Tiffany & Co. (TIF - Get Report) reported a 3% uptick in net sales in the third quarter and earnings of 80 cents a share, exceeding Wall Street predictions of 76 cents. Total revenue for the quarter ended Oct. 31 was $976 million, beating analysts' forecasts of $957 million.
Comparable-store sales, however, fell 1% worldwide. In the U.S., Tiffnay experienced a 1% rise but the rate was dragged down by dwindling sales in Japan and Europe, the company reported Wednesday, Nov. 29. So far this year, Tiffnay has opened seven new stores and closed five.
"These latest financial results marginally exceeded our expectations, but I believe that Tiffany has the medium- to long-term potential to achieve meaningful comparable-store sales growth and drive higher operating margins and earnings growth," said CEO Alessandro Bogliolo, who joined the company just last month.
"Looking forward, we will increasingly capitalize on the strength of the Tiffany & Co. brand with stronger organizational focus on innovation in product, digital, communication and the customer experience."
Bogliolo joined Tiffany from Bulgari SpA, where he served as chief operating officer. Previous Tiffany CEO Frederic Cumenal, who led the company for less than two years, was ousted in February on the heels of an activist campaign from Jana Partners LLC.

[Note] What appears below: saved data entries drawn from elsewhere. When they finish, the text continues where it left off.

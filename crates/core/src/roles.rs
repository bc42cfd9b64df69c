//! Roles that can act on a convention or an agency.
//!
//! Signatory roles come from magic links; agency roles come from a connected
//! user's rights on an agency. `back-office` is granted to platform admins.

use serde::{Deserialize, Serialize};
use ts_rs::TS;

#[derive(Debug, Clone, Copy, PartialEq, Eq, Hash, Serialize, Deserialize, TS)]
#[serde(rename_all = "kebab-case")]
#[ts(export)]
pub enum Role {
    Beneficiary,
    BeneficiaryRepresentative,
    BeneficiaryCurrentEmployer,
    EstablishmentRepresentative,
    EstablishmentTutor,
    Counsellor,
    Validator,
    AgencyViewer,
    AgencyAdmin,
    BackOffice,
}

impl Role {
    /// Every role, in declaration order.
    pub const ALL: [Role; 10] = [
        Role::Beneficiary,
        Role::BeneficiaryRepresentative,
        Role::BeneficiaryCurrentEmployer,
        Role::EstablishmentRepresentative,
        Role::EstablishmentTutor,
        Role::Counsellor,
        Role::Validator,
        Role::AgencyViewer,
        Role::AgencyAdmin,
        Role::BackOffice,
    ];

    /// Roles whose holders sign the convention.
    pub const SIGNATORIES: [Role; 4] = [
        Role::Beneficiary,
        Role::BeneficiaryRepresentative,
        Role::BeneficiaryCurrentEmployer,
        Role::EstablishmentRepresentative,
    ];

    pub fn as_str(&self) -> &'static str {
        match self {
            Self::Beneficiary => "beneficiary",
            Self::BeneficiaryRepresentative => "beneficiary-representative",
            Self::BeneficiaryCurrentEmployer => "beneficiary-current-employer",
            Self::EstablishmentRepresentative => "establishment-representative",
            Self::EstablishmentTutor => "establishment-tutor",
            Self::Counsellor => "counsellor",
            Self::Validator => "validator",
            Self::AgencyViewer => "agency-viewer",
            Self::AgencyAdmin => "agency-admin",
            Self::BackOffice => "back-office",
        }
    }

    /// Parse a role name. Returns `None` for unknown values.
    pub fn parse(s: &str) -> Option<Self> {
        Self::ALL.into_iter().find(|role| role.as_str() == s)
    }

    pub fn is_signatory(&self) -> bool {
        Self::SIGNATORIES.contains(self)
    }

    /// Roles held by agency staff (as opposed to convention parties).
    pub fn is_agency_role(&self) -> bool {
        matches!(
            self,
            Self::Counsellor | Self::Validator | Self::AgencyViewer | Self::AgencyAdmin
        )
    }
}

impl std::fmt::Display for Role {
    fn fmt(&self, f: &mut std::fmt::Formatter<'_>) -> std::fmt::Result {
        f.write_str(self.as_str())
    }
}

// ---------------------------------------------------------------------------
// Agency rights
// ---------------------------------------------------------------------------

/// Role stored in `user_agency_rights.role`.
///
/// `to-review` marks a pending request that grants no access yet.
#[derive(Debug, Clone, Copy, PartialEq, Eq, Serialize, Deserialize, TS)]
#[serde(rename_all = "kebab-case")]
#[ts(export)]
pub enum AgencyRightRole {
    Counsellor,
    Validator,
    AgencyViewer,
    AgencyAdmin,
    ToReview,
}

impl AgencyRightRole {
    pub const ALL: [AgencyRightRole; 5] = [
        AgencyRightRole::Counsellor,
        AgencyRightRole::Validator,
        AgencyRightRole::AgencyViewer,
        AgencyRightRole::AgencyAdmin,
        AgencyRightRole::ToReview,
    ];

    pub fn as_str(&self) -> &'static str {
        match self {
            Self::Counsellor => "counsellor",
            Self::Validator => "validator",
            Self::AgencyViewer => "agency-viewer",
            Self::AgencyAdmin => "agency-admin",
            Self::ToReview => "to-review",
        }
    }

    pub fn parse(s: &str) -> Option<Self> {
        Self::ALL.into_iter().find(|role| role.as_str() == s)
    }

    /// The convention role this right acts with, if it grants any access.
    pub fn as_role(&self) -> Option<Role> {
        match self {
            Self::Counsellor => Some(Role::Counsellor),
            Self::Validator => Some(Role::Validator),
            Self::AgencyViewer => Some(Role::AgencyViewer),
            Self::AgencyAdmin => Some(Role::AgencyAdmin),
            Self::ToReview => None,
        }
    }
}

impl std::fmt::Display for AgencyRightRole {
    fn fmt(&self, f: &mut std::fmt::Formatter<'_>) -> std::fmt::Result {
        f.write_str(self.as_str())
    }
}

#[cfg(test)]
mod tests {
    use super::*;

    #[test]
    fn every_role_round_trips_through_its_name() {
        for role in Role::ALL {
            assert_eq!(Role::parse(role.as_str()), Some(role));
        }
        assert_eq!(Role::parse("admin"), None);
    }

    #[test]
    fn signatories_are_the_four_signing_parties() {
        assert!(Role::Beneficiary.is_signatory());
        assert!(Role::EstablishmentRepresentative.is_signatory());
        assert!(!Role::EstablishmentTutor.is_signatory());
        assert!(!Role::Validator.is_signatory());
    }

    #[test]
    fn serde_uses_kebab_case() {
        let json = serde_json::to_string(&Role::BeneficiaryCurrentEmployer).unwrap();
        assert_eq!(json, "\"beneficiary-current-employer\"");
    }

    #[test]
    fn to_review_right_grants_no_role() {
        assert_eq!(AgencyRightRole::ToReview.as_role(), None);
        assert_eq!(AgencyRightRole::Validator.as_role(), Some(Role::Validator));
        assert_eq!(AgencyRightRole::parse("to-review"), Some(AgencyRightRole::ToReview));
    }
}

Gross margin for the jewelry retailer was 61.3% in the third quarter, reflecting "favorable product input costs partly offset by the negative effect of increased wholesale sales of diamonds," the company said.
Tiffany's biggest announcement in recent months was its opening of the Blue Box Café at its Fifth Avenue flagship location in Manhattan, where patrons now can literally have breakfast at Tiffany's, à la Audrey Hepburn as Holly Golightly.
When the restaurant and café opened Nov. 10, the line to get in stretched around the block. A Racked reporter waited up to four hours to snag a spot.
Tiffany's stock rose 20% in value in 2017, a recovery from two years of sluggish demand. Shares were up nearly 1% Wednesday in premarket trading to about $94.